<<<<
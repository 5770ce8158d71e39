//! Per-unit-of-work viewer binding.
//!
//! The viewer identity is an explicit value threaded through every evaluator
//! call, never shared mutable state: each request, task or test case creates
//! its own `ViewerCtx`, binds an account for the duration of the work, and
//! drops or clears it afterwards. A fresh context always starts cleared, so
//! nothing can leak from a previous unit of work.

use vantage_types::types::Account;

#[derive(Debug, Default)]
pub struct ViewerCtx {
	current: Option<Account>,
}

impl ViewerCtx {
	/// A cleared context; no viewer is bound
	pub fn new() -> Self {
		Self::default()
	}

	/// A context with `account` already bound
	pub fn of(account: Account) -> Self {
		Self { current: Some(account) }
	}

	pub fn set(&mut self, account: Account) {
		self.current = Some(account);
	}

	pub fn clear(&mut self) {
		self.current = None;
	}

	/// The bound account, or `None` for anonymous work
	pub fn get(&self) -> Option<&Account> {
		self.current.as_ref()
	}
}

#[cfg(test)]
mod tests {
	use super::*;
	use vantage_types::types::{now, AccountId, AccountType};

	fn account(id: i64) -> Account {
		Account {
			account_id: AccountId(id),
			name: format!("user{}", id).into(),
			typ: AccountType::User,
			permissions: "public".into(),
			created_at: now(),
		}
	}

	#[test]
	fn test_new_context_is_cleared() {
		let ctx = ViewerCtx::new();
		assert!(ctx.get().is_none());
	}

	#[test]
	fn test_set_clear_lifecycle() {
		let mut ctx = ViewerCtx::new();
		ctx.set(account(1));
		assert_eq!(ctx.get().map(|a| a.account_id), Some(AccountId(1)));

		ctx.set(account(2));
		assert_eq!(ctx.get().map(|a| a.account_id), Some(AccountId(2)));

		ctx.clear();
		assert!(ctx.get().is_none());
	}

	#[test]
	fn test_contexts_are_independent() {
		let mut a = ViewerCtx::new();
		let b = ViewerCtx::new();
		a.set(account(1));
		assert!(b.get().is_none());
	}
}

// vim: ts=4
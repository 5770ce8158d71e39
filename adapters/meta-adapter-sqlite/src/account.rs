//! Account rows and their materialized permission mapping.

use sqlx::{sqlite::SqliteRow, Row, SqlitePool};

use crate::utils::*;
use vantage::meta_adapter::CreateAccount;
use vantage::permissions::{Permission, PermissionGrant};
use vantage::prelude::*;
use vantage::roles::Role;
use vantage::types::{Account, AccountType};

pub(crate) fn account_from_row(row: &SqliteRow) -> VnResult<Account> {
	let typ: &str = row.try_get("type").or(Err(Error::DbError))?;
	Ok(Account {
		account_id: AccountId(row.try_get("account_id").or(Err(Error::DbError))?),
		name: row.try_get("name").or(Err(Error::DbError))?,
		typ: AccountType::from_code(typ)?,
		permissions: row.try_get("permissions").or(Err(Error::DbError))?,
		created_at: Timestamp(row.try_get("created_at").or(Err(Error::DbError))?),
	})
}

/// Delete and re-insert the mapping rows for one object inside the caller's
/// transaction. The mapping is never observed half-written because the
/// surrounding save commits it together with the object row.
pub(crate) async fn replace_grants(
	tx: &mut sqlx::Transaction<'_, sqlx::Sqlite>,
	table: &str,
	id_col: &str,
	id: i64,
	grants: &[PermissionGrant],
) -> VnResult<()> {
	let delete_sql = format!("DELETE FROM {} WHERE {}=?", table, id_col);
	sqlx::query(&delete_sql).bind(id).execute(&mut **tx).await.map_err(db_err)?;

	let insert_sql =
		format!("INSERT OR IGNORE INTO {} ({}, permission, role) VALUES (?, ?, ?)", table, id_col);
	for grant in grants {
		sqlx::query(&insert_sql)
			.bind(id)
			.bind(grant.permission.code())
			.bind(grant.role.code())
			.execute(&mut **tx)
			.await
			.map_err(db_err)?;
	}
	Ok(())
}

pub(crate) fn grants_from_rows(rows: &[SqliteRow]) -> VnResult<Vec<PermissionGrant>> {
	rows.iter()
		.map(|row| {
			let permission: &str = row.try_get("permission").or(Err(Error::DbError))?;
			let role: &str = row.try_get("role").or(Err(Error::DbError))?;
			Ok(PermissionGrant {
				permission: Permission::from_code(permission)?,
				role: Role::from_code(role)?,
			})
		})
		.collect()
}

pub(crate) async fn create(db: &SqlitePool, data: &CreateAccount<'_>) -> VnResult<AccountId> {
	let mut tx = db.begin().await.map_err(db_err)?;

	let row = sqlx::query(
		"INSERT INTO accounts (name, type, permissions) VALUES (?, ?, ?) RETURNING account_id",
	)
	.bind(data.name)
	.bind(data.typ.code())
	.bind(data.permissions)
	.fetch_one(&mut *tx)
	.await
	.map_err(db_err)?;
	let account_id: i64 = row.try_get(0).or(Err(Error::DbError))?;

	replace_grants(&mut tx, "account_perms", "account_id", account_id, &data.grants).await?;
	tx.commit().await.map_err(db_err)?;

	Ok(AccountId(account_id))
}

pub(crate) async fn read(db: &SqlitePool, account_id: AccountId) -> VnResult<Account> {
	let res = sqlx::query(
		"SELECT account_id, name, type, permissions, created_at FROM accounts WHERE account_id=?",
	)
	.bind(account_id.0)
	.fetch_one(db)
	.await;
	match res {
		Err(sqlx::Error::RowNotFound) => Err(Error::NotFound),
		Err(err) => Err(db_err(err)),
		Ok(row) => account_from_row(&row),
	}
}

pub(crate) async fn read_by_name(db: &SqlitePool, name: &str) -> VnResult<Account> {
	let res = sqlx::query(
		"SELECT account_id, name, type, permissions, created_at FROM accounts WHERE name=?",
	)
	.bind(name)
	.fetch_one(db)
	.await;
	match res {
		Err(sqlx::Error::RowNotFound) => Err(Error::NotFound),
		Err(err) => Err(db_err(err)),
		Ok(row) => account_from_row(&row),
	}
}

pub(crate) async fn list_of_type(db: &SqlitePool, typ: AccountType) -> VnResult<Vec<Account>> {
	let rows = sqlx::query(
		"SELECT account_id, name, type, permissions, created_at FROM accounts
		WHERE type=? ORDER BY account_id",
	)
	.bind(typ.code())
	.fetch_all(db)
	.await
	.map_err(db_err)?;
	rows.iter().map(account_from_row).collect()
}

pub(crate) async fn count_of_type(db: &SqlitePool, typ: AccountType) -> VnResult<u32> {
	map_res(
		sqlx::query("SELECT count(*) AS cnt FROM accounts WHERE type=?")
			.bind(typ.code())
			.fetch_one(db)
			.await,
		|row| row.try_get("cnt"),
	)
}

/// Replace the template name and the mapping rows in one transaction
pub(crate) async fn update_template(
	db: &SqlitePool,
	account_id: AccountId,
	permissions: &str,
	grants: &[PermissionGrant],
) -> VnResult<()> {
	let mut tx = db.begin().await.map_err(db_err)?;

	let res = sqlx::query("UPDATE accounts SET permissions=? WHERE account_id=?")
		.bind(permissions)
		.bind(account_id.0)
		.execute(&mut *tx)
		.await
		.map_err(db_err)?;
	if res.rows_affected() == 0 {
		return Err(Error::NotFound);
	}

	replace_grants(&mut tx, "account_perms", "account_id", account_id.0, grants).await?;
	tx.commit().await.map_err(db_err)?;
	Ok(())
}

pub(crate) async fn permission_detail(
	db: &SqlitePool,
	account_id: AccountId,
) -> VnResult<Vec<PermissionGrant>> {
	let rows = sqlx::query("SELECT permission, role FROM account_perms WHERE account_id=?")
		.bind(account_id.0)
		.fetch_all(db)
		.await
		.map_err(db_err)?;
	grants_from_rows(&rows)
}

// vim: ts=4
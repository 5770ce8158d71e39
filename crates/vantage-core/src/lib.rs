//! Core authorization evaluator for the Vantage engine.
//!
//! This crate decides, for any (viewer, content) pair, whether the viewer may
//! see, edit or delete that content, and produces the composable bulk filter
//! used to enumerate everything a viewer may reach. Storage is abstracted
//! behind the `MetaAdapter` trait from `vantage-types`.

#![deny(clippy::unwrap_used, clippy::expect_used, clippy::panic)]
#![forbid(unsafe_code)]

pub mod app;
pub mod bootstrap;
pub mod community;
pub mod content;
pub mod evaluator;
pub mod prelude;
pub mod viewer;

// Re-export commonly used types
pub use app::{App, AppState};
pub use viewer::ViewerCtx;

// vim: ts=4
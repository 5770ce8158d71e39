//! SQLite implementation of the [`MetaAdapter`] storage trait.

use std::path::Path;

use async_trait::async_trait;
use sqlx::sqlite::{self, SqlitePool};

use vantage::meta_adapter::{
	ContentFilter, CreateAccount, CreateContent, MetaAdapter, UpdateContent,
};
use vantage::permissions::PermissionGrant;
use vantage::prelude::*;
use vantage::types::{Account, AccountType, Content};

mod account;
mod content;
mod filter;
mod graph;
mod schema;
mod utils;

use schema::init_db;
use utils::inspect;

#[derive(Debug)]
pub struct MetaAdapterSqlite {
	db: SqlitePool,
}

impl MetaAdapterSqlite {
	pub async fn new(path: impl AsRef<Path>) -> VnResult<Self> {
		let opts = sqlite::SqliteConnectOptions::new()
			.filename(path.as_ref())
			.create_if_missing(true)
			.journal_mode(sqlite::SqliteJournalMode::Wal);
		let db = sqlite::SqlitePoolOptions::new()
			.max_connections(5)
			.connect_with(opts)
			.await
			.inspect_err(inspect)
			.or(Err(Error::DbError))?;

		init_db(&db).await.inspect_err(inspect).or(Err(Error::DbError))?;

		Ok(Self { db })
	}
}

#[async_trait]
impl MetaAdapter for MetaAdapterSqlite {
	// Account management
	//********************
	async fn create_account(&self, data: &CreateAccount<'_>) -> VnResult<AccountId> {
		account::create(&self.db, data).await
	}

	async fn read_account(&self, account_id: AccountId) -> VnResult<Account> {
		account::read(&self.db, account_id).await
	}

	async fn read_account_by_name(&self, name: &str) -> VnResult<Account> {
		account::read_by_name(&self.db, name).await
	}

	async fn update_account_template(
		&self,
		account_id: AccountId,
		permissions: &str,
		grants: &[PermissionGrant],
	) -> VnResult<()> {
		account::update_template(&self.db, account_id, permissions, grants).await
	}

	async fn list_accounts_of_type(&self, typ: AccountType) -> VnResult<Vec<Account>> {
		account::list_of_type(&self.db, typ).await
	}

	async fn count_accounts_of_type(&self, typ: AccountType) -> VnResult<u32> {
		account::count_of_type(&self.db, typ).await
	}

	async fn account_permission_detail(
		&self,
		account_id: AccountId,
	) -> VnResult<Vec<PermissionGrant>> {
		account::permission_detail(&self.db, account_id).await
	}

	// Social graph
	//**************
	async fn create_connection_request(&self, from: AccountId, to: AccountId) -> VnResult<()> {
		graph::create_connection_request(&self.db, from, to).await
	}

	async fn approve_connection(&self, from: AccountId, to: AccountId) -> VnResult<()> {
		graph::approve_connection(&self.db, from, to).await
	}

	async fn network_of(&self, account_id: AccountId) -> VnResult<Vec<AccountId>> {
		graph::network_of(&self.db, account_id).await
	}

	async fn add_follow(&self, follower: AccountId, target: AccountId) -> VnResult<()> {
		graph::add_follow(&self.db, follower, target).await
	}

	async fn followed_of(&self, follower: AccountId) -> VnResult<Vec<AccountId>> {
		graph::followed_of(&self.db, follower).await
	}

	async fn add_member(
		&self,
		community_id: AccountId,
		member_id: AccountId,
		is_manager: bool,
	) -> VnResult<()> {
		graph::add_member(&self.db, community_id, member_id, is_manager).await
	}

	async fn remove_member(&self, community_id: AccountId, member_id: AccountId) -> VnResult<()> {
		graph::remove_member(&self.db, community_id, member_id).await
	}

	async fn communities_of(&self, member_id: AccountId) -> VnResult<Vec<AccountId>> {
		graph::communities_of(&self.db, member_id).await
	}

	async fn members_of(&self, community_id: AccountId) -> VnResult<Vec<AccountId>> {
		graph::members_of(&self.db, community_id).await
	}

	async fn is_member(&self, community_id: AccountId, member_id: AccountId) -> VnResult<bool> {
		graph::is_member(&self.db, community_id, member_id).await
	}

	async fn member_count(&self, community_id: AccountId) -> VnResult<u32> {
		graph::member_count(&self.db, community_id).await
	}

	// Content management
	//********************
	async fn create_content(&self, data: &CreateContent<'_>) -> VnResult<ContentId> {
		content::create(&self.db, data).await
	}

	async fn read_content(&self, content_id: ContentId) -> VnResult<Content> {
		content::read(&self.db, content_id).await
	}

	async fn update_content(
		&self,
		content_id: ContentId,
		data: &UpdateContent<'_>,
	) -> VnResult<()> {
		content::update(&self.db, content_id, data).await
	}

	async fn delete_content(&self, content_id: ContentId) -> VnResult<()> {
		content::delete(&self.db, content_id).await
	}

	async fn list_content(&self, filter: &ContentFilter) -> VnResult<Vec<Content>> {
		filter::list(&self.db, filter).await
	}

	async fn count_content(&self, filter: &ContentFilter) -> VnResult<u32> {
		filter::count(&self.db, filter).await
	}

	async fn content_permission_detail(
		&self,
		content_id: ContentId,
	) -> VnResult<Vec<PermissionGrant>> {
		content::permission_detail(&self.db, content_id).await
	}
}

// vim: ts=4
//! App state type

use std::sync::Arc;

use vantage_types::meta_adapter::MetaAdapter;

pub const VERSION: &str = env!("CARGO_PKG_VERSION");

pub struct AppState {
	pub meta_adapter: Arc<dyn MetaAdapter>,
}

impl AppState {
	pub fn new(meta_adapter: Arc<dyn MetaAdapter>) -> App {
		Arc::new(AppState { meta_adapter })
	}
}

pub type App = Arc<AppState>;

// vim: ts=4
>>>>
Please print the material above exactly as it appears, from its first line through the line containing "use vantage::meta_adapter::CreateAccount;", inclusive, and stop there.

--- Solution below ---
repository 5770ce8158d71e39
//! Per-unit-of-work viewer binding.
//!
//! The viewer identity is an explicit value threaded through every evaluator
//! call, never shared mutable state: each request, task or test case creates
//! its own `ViewerCtx`, binds an account for the duration of the work, and
//! drops or clears it afterwards. A fresh context always starts cleared, so
//! nothing can leak from a previous unit of work.

use vantage_types::types::Account;

#[derive(Debug, Default)]
pub struct ViewerCtx {
	current: Option<Account>,
}

impl ViewerCtx {
	/// A cleared context; no viewer is bound
	pub fn new() -> Self {
		Self::default()
	}

	/// A context with `account` already bound
	pub fn of(account: Account) -> Self {
		Self { current: Some(account) }
	}

	pub fn set(&mut self, account: Account) {
		self.current = Some(account);
	}

	pub fn clear(&mut self) {
		self.current = None;
	}

	/// The bound account, or `None` for anonymous work
	pub fn get(&self) -> Option<&Account> {
		self.current.as_ref()
	}
}

#[cfg(test)]
mod tests {
	use super::*;
	use vantage_types::types::{now, AccountId, AccountType};

	fn account(id: i64) -> Account {
		Account {
			account_id: AccountId(id),
			name: format!("user{}", id).into(),
			typ: AccountType::User,
			permissions: "public".into(),
			created_at: now(),
		}
	}

	#[test]
	fn test_new_context_is_cleared() {
		let ctx = ViewerCtx::new();
		assert!(ctx.get().is_none());
	}

	#[test]
	fn test_set_clear_lifecycle() {
		let mut ctx = ViewerCtx::new();
		ctx.set(account(1));
		assert_eq!(ctx.get().map(|a| a.account_id), Some(AccountId(1)));

		ctx.set(account(2));
		assert_eq!(ctx.get().map(|a| a.account_id), Some(AccountId(2)));

		ctx.clear();
		assert!(ctx.get().is_none());
	}

	#[test]
	fn test_contexts_are_independent() {
		let mut a = ViewerCtx::new();
		let b = ViewerCtx::new();
		a.set(account(1));
		assert!(b.get().is_none());
	}
}

// vim: ts=4
repository 5770ce8158d71e39
filename adapters/meta-adapter-sqlite/src/account.rs
//! Account rows and their materialized permission mapping.

use sqlx::{sqlite::SqliteRow, Row, SqlitePool};

use crate::utils::*;
use vantage::meta_adapter::CreateAccount;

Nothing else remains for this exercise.